L’anima pellegrina di Sinesio, antico filosofo e discepolo innamorato di Ipazia, trasmigra nel corpo stanco di Chiaffredo Buffaldieci Guastella, avvocato romano. Ha una missione da compiere, assegnata dalle “alte sfere”: indagare sul conflitto che sconquassa la Chiesa, divisa fra due papi, il rivoluzionario e in carica Materno I e il tradizionalista e dimissionario Gregorio XVII. Chi dei due è l’Anticristo?

Il libro in breve
Sinesio/Chiaffredo, incalzato dai ricordi, approda in una Roma contemporanea sacra e profana, diurna e notturna, centrale e periferica, turbata da uno strano morbo: il mondo intero ne è devastato, un contagio crudele che segna il tempo attuale e a cui sembra arduo opporre un rimedio. Fra avventure e riflessioni condotte sul filo dell’ironia, si troverà alle prese con uno sciupacchiato Mefisto/Orson, che desidera ingaggiarlo e indurlo al doppio gioco, con la salvifica Matilda, un angelo diventato donna, con il predicatore Benício Aparecido Pereira Rodrigues, al secolo Emidio Panaccione, a cui qualcuno ha voluto chiudere la bocca per sempre.

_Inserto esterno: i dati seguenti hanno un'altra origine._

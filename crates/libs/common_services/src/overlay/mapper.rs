use common_types::{BoundingBox, Detection, MappedBox};

/// Map detection boxes from original-image pixels to fractions of the image.
///
/// Detections without a bbox are skipped. With a zero width or height nothing
/// can be mapped and the result is empty.
#[must_use]
pub fn map_boxes(
    detections: &[Detection],
    original_width: u32,
    original_height: u32,
) -> Vec<MappedBox> {
    map_detections(detections, original_width, original_height)
        .into_iter()
        .map(|(_, mapped)| mapped)
        .collect()
}

/// Like [`map_boxes`], keeping each box paired with its detection.
#[must_use]
pub fn map_detections(
    detections: &[Detection],
    original_width: u32,
    original_height: u32,
) -> Vec<(&Detection, MappedBox)> {
    if original_width == 0 || original_height == 0 {
        return vec![];
    }
    let w = f64::from(original_width);
    let h = f64::from(original_height);

    detections
        .iter()
        .filter_map(|d| d.bbox.map(|b| (d, map_box(b, w, h))))
        .collect()
}

/// Offsets are clamped into `[0, 1]` and sizes so the box ends inside the image.
fn map_box(bbox: BoundingBox, w: f64, h: f64) -> MappedBox {
    let left = unit(bbox.x / w);
    let top = unit(bbox.y / h);
    MappedBox {
        top,
        left,
        width: unit(bbox.width / w).min(1.0 - left),
        height: unit(bbox.height / h).min(1.0 - top),
    }
}

fn unit(v: f64) -> f64 {
    if v.is_nan() { 0.0 } else { v.clamp(0.0, 1.0) }
}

Le metamorfosi non riguardano soltanto lo scenario e l’epoca, ma anche lo stile, il linguaggio dal carattere baldanzoso e indipendente, passando dal comune al bizzarro, da una logica scrupolosa all’assoluto della fantasia. Tutto sembra dare ragione, in questo libro, alla frase del Chisciotte di Cervantes per la quale: “Purché sia vera, non c’è storia che sia cattiva”. Vera nel senso dell’arte e dell’invenzione, naturalmente…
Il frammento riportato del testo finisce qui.